This diabetic pumpkin bread recipe is full of a lot of yummy ingredients. Pumpkin, cinnamon, sugar, and nutmeg to name a few. Not only is this bread delicious, but it has health benefits as well. Pumpkins have so many health benefits. They help neutralize free radicals, help with your eyesight, and are chalked full of vitamins and nutrients.
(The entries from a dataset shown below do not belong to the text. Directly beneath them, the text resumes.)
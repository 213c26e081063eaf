// src/services/timeline.rs
// DOCUMENTATION: Month window arithmetic for the dashboard charts
// PURPOSE: Shared helpers for bucketing records into monthly series

use chrono::{Datelike, Months, NaiveDate};

/// First day of the month containing `date`
pub fn month_start(date: NaiveDate) -> NaiveDate {
    date.with_day(1).unwrap_or(date)
}

/// First day of the month `n` months before the one containing `date`
pub fn months_back(date: NaiveDate, n: u32) -> NaiveDate {
    let start = month_start(date);
    start.checked_sub_months(Months::new(n)).unwrap_or(start)
}

/// Month starts for an `n`-month chart window, oldest first,
/// ending with the month containing `today`
pub fn window_starts(today: NaiveDate, n: u32) -> Vec<NaiveDate> {
    (0..n).rev().map(|i| months_back(today, i)).collect()
}

/// Short month label used on chart axes, e.g. "Mar"
pub fn month_label(date: NaiveDate) -> String {
    date.format("%b").to_string()
}

/// True when both dates fall in the same calendar month
pub fn same_month(a: NaiveDate, b: NaiveDate) -> bool {
    a.year() == b.year() && a.month() == b.month()
}

#[cfg(test)]
mod tests {
    use super::*;

    fn d(y: i32, m: u32, day: u32) -> NaiveDate {
        NaiveDate::from_ymd_opt(y, m, day).unwrap()
    }

    #[test]
    fn test_month_start() {
        assert_eq!(month_start(d(2025, 3, 17)), d(2025, 3, 1));
        assert_eq!(month_start(d(2025, 3, 1)), d(2025, 3, 1));
    }

    #[test]
    fn test_months_back_same_year() {
        assert_eq!(months_back(d(2025, 8, 15), 2), d(2025, 6, 1));
    }

    #[test]
    fn test_months_back_across_year_boundary() {
        assert_eq!(months_back(d(2025, 1, 20), 5), d(2024, 8, 1));
        assert_eq!(months_back(d(2025, 2, 28), 2), d(2024, 12, 1));
    }

    #[test]
    fn test_window_starts_order_and_length() {
        let starts = window_starts(d(2025, 8, 6), 6);

        assert_eq!(starts.len(), 6);
        assert_eq!(starts[0], d(2025, 3, 1));
        assert_eq!(starts[5], d(2025, 8, 1));

        // Strictly increasing
        assert!(starts.windows(2).all(|w| w[0] < w[1]));
    }

    #[test]
    fn test_window_starts_spans_years() {
        let starts = window_starts(d(2025, 2, 10), 6);
        assert_eq!(starts[0], d(2024, 9, 1));
        assert_eq!(starts[5], d(2025, 2, 1));
    }

    #[test]
    fn test_month_label() {
        assert_eq!(month_label(d(2025, 1, 1)), "Jan");
        assert_eq!(month_label(d(2025, 12, 31)), "Dec");
    }

    #[test]
    fn test_same_month() {
        assert!(same_month(d(2025, 4, 1), d(2025, 4, 30)));
        assert!(!same_month(d(2025, 4, 1), d(2024, 4, 1)));
        assert!(!same_month(d(2025, 4, 1), d(2025, 5, 1)));
    }
}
So, do yourself a favor and don't wait until the fall season to bake with pumpkins!
1 cup Canned pumpkin
2 slice Whole wheat bread, crumbled
2 tsp Vegetable oil
1 1/3 cup Nonfat milk powder
1 1/2 tsp Baking powder
1 tsp Vanilla
1/2 tsp Orange extract
1 tsp Ground cinnamon
1/4 tsp Ground cloves
1/4 tsp Ground nutmeg
12 tsp Sugar
1. Preheat oven to 350. In a blender container, combine pumpkin,eggs, bread and oil. blend until smooth. Add remaining ingredients. Blend until moistened. Continue to blend for 1 minute.
2. Pour batter into a 4X8 nonstick loaf pan that has been sprayed with a nonstick cooking spray.
3. Bake 35-40 minutes until brown. Cool in pan.
Per serving: 8g protein, 4g fat, 12g carb., 281mg sofium, 139mg chol., 147calories.